I was just feeling bad because we ate dinner so late Christmas Day. With the meal preparation and people arriving late, being delayed, etc. we didn’t eat until around 8 PM. I remember Mom saying that if you eat late you are going to get fat because the food just lays there, and I never questioned it. Made sense to me. But then I was reading in Seniors Health from my health central an article from Amanda MacMillian.
It seems that I believed in a myth. Actually people eat larger meals, and more desserts for sure, but it’s not the time of day when you eat that causes your weight to increase, but the consuming of mass quantities that does it. I know it’s necessary to eat at set times throughout the day, but the intent is to limit how much you eat, not when. The American Dietetic Association tells us that the trouble with eating late at night is more from the poor choices we make when we snack. Too many junk foods with high calories really cause the extra fat, not eating a late dinner.
Two professors of pediatrics at Indiana school on Medicine, Rachel Vreeman, MD, and Aaron Carroll, MD, published an article in the British Medical Journal recently. They suggested that what your Mom, or even a physician advised may not always be backed up by science. They wanted to highlight that even widely held medical beliefs need to be re-examined from time to time.
It reminded me of a show called Myth Busters. Here are some things they found.
Myth: Sugar makes kids hyperactive. There are at least a dozen studies that conclude that kids who were given different amounts of sugar didn’t react any different than those who had none. This was also true of children with ADD, who would be more sensitive to sugar but found no evidence of behavioral change. In one case when parents assumed their kids got a sugar drink, even though it was sugar free, they thought they were more hyperactive.
So even though there is sugar involved at events where kids misbehave, science doesn’t only lay the blame on sugar, but the occasion or event itself plays a part. A lot of times when children seem out of control, they are over excited and running around, or acting out. Parties, getting presents, and being with their peers are all times when they also get more sugary treats, and everything together contributes to the problem.
Want to cure a hangover? Take a couple aspirins, a hit of some pure oxygen, some hair of the dog that bit you, the list is endless, just google hangover cures and see. In fact no large, well designed studies have found that anything but time, and drinking water to avoid dehydration works. Bummer eh?

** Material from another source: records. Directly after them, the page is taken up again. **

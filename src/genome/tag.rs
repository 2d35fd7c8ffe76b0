//! Tag — a named string value carried by a node

use serde::{Deserialize, Serialize};

#[derive(Debug, Clone, PartialEq, Eq, Serialize, Deserialize)]
pub struct Tag {
    pub name: String,
    pub value: String,
}

impl Tag {
    pub fn new(name: impl Into<String>, value: impl Into<String>) -> Self {
        Self {
            name: name.into(),
            value: value.into(),
        }
    }
}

What about the increase of suicides during the holidays. A 35-year study on Minnesota residents found that suicides did not increase on or around Christmas or any other major holidays, including birthdays, Thanksgiving, or the Fourth of July. Research worldwide shows that suicides are actually more numerous in warm, summer months.
Have you ever heard that Poinsettias are toxic? Survey says: Not Really. In a 1996 analysis of 22,793 poinsettia cases (reported to the American Association of Poison Control Centers), none revealed significant poisoning. Although you can get sick from eating large amounts of the plant the author of the study says even if your new puppy gets a hold of your plant he would expect nothing more than vomiting or diarrhea.
One belief that I learned in the military, I always believed and told my kids. You lose 30 percent of your body heat through your head. This was true, but experts say that if this experiment was performed with subjects wearing swimsuits, they would have lost heat evenly across all exposed body surfaces, and only 10% from the head specifically. So we need to tell our kids to bundle up and wear a hat, but remember to take care of all the extremities with boots and gloves.
Even though these reviews are lighthearted we can learn something useful from old wives tales that we hear every day. There is a lot of information on the internet that gets passed around, but there is as much bad information, as there is good, and even professionals can pass bad rumors along. If some myths from the holiday season can be busted, other advice might also need to be verified.